We calculated both weighted and unweighted κ statistics with 95% confidence intervals using the linear agreement method to describe the overall and individual research pathologist comparisons for interobserver agreement.25 The weighted κ statistic was included because it is more sensitive to discrepancies greater than one classification.25,26 A κ of more than 0.75 represents excellent agreement, a κ between 0.40 and 0.75 represents moderate agreement, and a κ less than 0.40 is poor agreement. We used the McNemar test to determine if one pathologist was more likely to render a particular diagnosis compared with the others. To assess the effect of combining categories into dichotomous options on interrater agreement, the initially calculated κ statistics were compared with κ statistics based on a dichotomous classification using the bootstrap procedure.27 Significance was set at P=.05. This analysis was based on squamous interpretations only because of the expected low frequency of glandular atypia or neoplasia on ECC specimens. For cases interpreted as glandular atypia or neoplasia by the research pathologists, only descriptive statistics are reported. Statistical analysis was performed using SPSS for Windows 16.0.1); for the bootstrap procedure, SAS was used.
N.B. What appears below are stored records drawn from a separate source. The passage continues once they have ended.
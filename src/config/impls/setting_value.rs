use crate::config::enums::setting_value::SettingValue;

impl SettingValue {
    /// Scalar view; a one-element list reads as its element.
    pub fn as_single(&self) -> Option<&str> {
        match self {
            SettingValue::Single(value) => Some(value.as_str()),
            SettingValue::List(values) if values.len() == 1 => Some(values[0].as_str()),
            SettingValue::List(_) => None
        }
    }

    /// List view; a scalar reads as a one-element list.
    pub fn as_list(&self) -> Vec<String> {
        match self {
            SettingValue::Single(value) => vec![value.clone()],
            SettingValue::List(values) => values.clone()
        }
    }
}

impl From<&str> for SettingValue {
    fn from(value: &str) -> Self {
        SettingValue::Single(value.to_string())
    }
}

impl From<String> for SettingValue {
    fn from(value: String) -> Self {
        SettingValue::Single(value)
    }
}

impl From<Vec<String>> for SettingValue {
    fn from(values: Vec<String>) -> Self {
        SettingValue::List(values)
    }
}
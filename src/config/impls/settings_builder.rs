use crate::config::enums::setting_value::SettingValue;
use crate::config::structs::settings::Settings;
use crate::config::structs::settings_builder::SettingsBuilder;

impl SettingsBuilder {
    pub fn new() -> Self {
        Self::default()
    }

    pub fn put<V: Into<String>>(mut self, key: &str, value: V) -> Self {
        self.values.insert(key.to_string(), SettingValue::Single(value.into()));
        self
    }

    pub fn put_list<I, V>(mut self, key: &str, values: I) -> Self
    where
        I: IntoIterator<Item = V>,
        V: Into<String>,
    {
        let values = values.into_iter().map(Into::into).collect();
        self.values.insert(key.to_string(), SettingValue::List(values));
        self
    }

    /// Copies every entry of `settings`, replacing keys already present.
    pub fn put_all(mut self, settings: &Settings) -> Self {
        for (key, value) in settings.values.iter() {
            self.values.insert(key.clone(), value.clone());
        }
        self
    }

    pub fn remove(mut self, key: &str) -> Self {
        self.values.remove(key);
        self
    }

    pub fn build(self) -> Settings {
        Settings { values: self.values }
    }
}
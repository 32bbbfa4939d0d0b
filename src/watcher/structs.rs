//! Watch service implementations.

/// Polling watch service backed by `notify`.
pub mod file_watch_service;
mod common;

use std::path::Path;
use std::sync::Arc;
use std::sync::atomic::{AtomicUsize, Ordering};
use std::time::Duration;
use credswap::config::structs::settings::Settings;
use credswap::ssl::structs::credential_reloader::CredentialReloader;
use credswap::ssl::structs::environment::Environment;
use credswap::ssl::structs::tls_configuration::TlsConfiguration;
use credswap::watcher::structs::file_watch_service::FileWatchService;
use credswap::watcher::traits::watch_service::WatchService;
use common::*;

const POLL: Duration = Duration::from_millis(100);
const PATIENCE: Duration = Duration::from_secs(10);

#[test]
fn test_file_change_invokes_callback() {
    let dir = temp_dir();
    let file = dir.path().join("ca.pem");
    std::fs::write(&file, b"first").unwrap();

    let service = FileWatchService::new(POLL).unwrap();
    let calls = Arc::new(AtomicUsize::new(0));
    let counter = calls.clone();
    service
        .watch(&file, Arc::new(move |_: &Path| {
            counter.fetch_add(1, Ordering::SeqCst);
        }))
        .unwrap();

    std::thread::sleep(POLL * 3);
    replace_file(&file, b"second");
    assert!(wait_until(PATIENCE, || calls.load(Ordering::SeqCst) >= 1));

    service.unwatch(&file).unwrap();
    let settled = calls.load(Ordering::SeqCst);
    replace_file(&file, b"third");
    std::thread::sleep(POLL * 5);
    assert_eq!(calls.load(Ordering::SeqCst), settled);
}

#[test]
fn test_keystore_replacement_is_picked_up() {
    let dir = temp_dir();
    let path = dir.path().join("node.p12");
    let first = generate_identity("first");
    let second = generate_identity("second");
    std::fs::write(&path, keystore_der(&first, "first", "changeme")).unwrap();

    let settings = Settings::builder()
        .put("keystore.path", path.to_string_lossy())
        .put("keystore.password", "changeme")
        .build();
    let configuration = TlsConfiguration::resolve(&settings, None).unwrap();
    let reloader = Arc::new(CredentialReloader::new(configuration, Environment::default()).unwrap());
    let listener = RecordingListener::new();
    reloader.register_listener(listener.clone());

    let service = Arc::new(FileWatchService::new(POLL).unwrap());
    reloader.watch(service.clone()).unwrap();
    assert_eq!(service.watched_paths(), vec![path.clone()]);

    std::thread::sleep(POLL * 3);
    replace_file(&path, &keystore_der(&second, "second", "changeme"));
    assert!(wait_until(PATIENCE, || reloader.signing_handle().aliases() == vec![String::from("second")]));
    assert!(listener.reloads() >= 1);

    // Poll cycles may observe the truncation more than once, but never reload it.
    std::fs::write(&path, b"").unwrap();
    assert!(wait_until(PATIENCE, || listener.failures() >= 1));
    assert_eq!(reloader.signing_handle().aliases(), vec![String::from("second")]);

    reloader.unwatch();
    assert!(service.watched_paths().is_empty());
}
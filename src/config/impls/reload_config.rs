use std::time::Duration;
use crate::common::common::{format_time_value, parse_time_value};
use crate::config::enums::configuration_error::ConfigurationError;
use crate::config::structs::reload_config::ReloadConfig;

pub const DEFAULT_RELOAD_INTERVAL: Duration = Duration::from_secs(5);

impl Default for ReloadConfig {
    fn default() -> Self {
        Self {
            enabled: true,
            interval: format_time_value(DEFAULT_RELOAD_INTERVAL),
        }
    }
}

impl ReloadConfig {
    pub fn interval(&self) -> Result<Duration, ConfigurationError> {
        match parse_time_value(&self.interval) {
            Some(interval) if !interval.is_zero() => Ok(interval),
            _ => Err(ConfigurationError::invalid("reload.interval", &self.interval, "expected a positive duration such as 5s"))
        }
    }
}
We calculated the sample size corresponding to a two-category, two-rater kappa statistic and adjusted the total sample size to allow for a third diagnostic category. Assuming equal numbers in each diagnostic category, a large sample test (with a 5% two-sided significance level) of the null hypothesis that intraclass κ is 0 will have an 80% power to detect an alternative κ of 0.40 when the number of slides to be evaluated is 50 (25 in each category). Our target of 30 slides in each of the three categories, for a total sample size of 90, therefore is sufficient to detect values of κ in the moderate range and higher.
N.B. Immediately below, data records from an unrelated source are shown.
#[derive(Debug, Clone, Copy, PartialEq, Eq, Hash)]
pub enum StoreFormat {
    Pkcs12,
    Jks,
}
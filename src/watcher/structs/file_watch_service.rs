use std::collections::HashMap;
use std::path::PathBuf;
use std::sync::Arc;
use std::time::Duration;
use notify::PollWatcher;
use parking_lot::{Mutex, RwLock};
use crate::watcher::types::change_callback::ChangeCallback;

pub struct FileWatchService {
    pub(crate) interval: Duration,
    pub(crate) watcher: Mutex<PollWatcher>,
    pub(crate) callbacks: Arc<RwLock<HashMap<PathBuf, Vec<ChangeCallback>>>>,
}
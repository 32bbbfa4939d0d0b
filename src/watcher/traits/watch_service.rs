use std::path::Path;
use crate::watcher::enums::watch_error::WatchError;
use crate::watcher::types::change_callback::ChangeCallback;

/// Invokes a callback whenever a watched path's content changes.
///
/// Delivery may be coalesced and may repeat; a callback must tolerate being
/// called for a change it has already seen.
pub trait WatchService: Send + Sync {
    /// Registers `on_change` for `path`. Several callbacks may share a path.
    fn watch(&self, path: &Path, on_change: ChangeCallback) -> Result<(), WatchError>;

    /// Drops every callback registered for `path`.
    fn unwatch(&self, path: &Path) -> Result<(), WatchError>;
}
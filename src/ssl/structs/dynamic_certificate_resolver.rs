use std::sync::Arc;
use crate::ssl::structs::credential_reloader::CredentialReloader;

pub struct DynamicCertificateResolver {
    pub(crate) reloader: Arc<CredentialReloader>,
}
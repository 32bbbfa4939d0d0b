#[derive(Debug)]
pub enum ConfigurationError {
    IOError(std::io::Error),
    ParseError(toml::de::Error),
    SerializeError(toml::ser::Error),
    InvalidValue {
        key: String,
        value: String,
        reason: String,
    },
    Logging(String),
}
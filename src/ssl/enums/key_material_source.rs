use std::path::PathBuf;

#[derive(Clone, Default, PartialEq, Eq, Hash)]
pub enum KeyMaterialSource {
    #[default]
    None,
    Store {
        path: PathBuf,
        store_password: String,
        key_password: String,
        algorithm: String,
    },
    Pem {
        key_path: PathBuf,
        key_password: Option<String>,
        cert_path: Option<PathBuf>,
    },
}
Back to Top | Article Outline


A total of 90 cases were included in the study. Although we designed the study to select cases evenly from the three categories as described, there were proportionally more high-grade cases identified for which slides were available. Our database search did not identify any cases originally interpreted as glandular atypia or neoplasia or inadequate for interpretation; however, research pathologists were still allowed to assign these interpretations.

The overall frequencies of the diagnostic interpretations, including the gynecologic pathologist consensus diagnoses, are provided in Table 1. There were 11 cases for which at least one of the gynecologic pathologists interpreted the specimen as either glandular neoplasia (including adenocarcinoma in situ) or inadequate for interpretation. For the individual gynecologic pathologists, specimens considered inadequate or unsatisfactory ranged from one case to six cases, and those considered glandular atypia or neoplasia ranged from two to four cases. Only two cases were interpreted as glandular atypia or neoplasia, and one was considered inadequate by gynecologic pathologist consensus. All three gynecologic pathologists differed in their interpretation of three specimens; these cases were excluded from the consensus diagnosis comparisons.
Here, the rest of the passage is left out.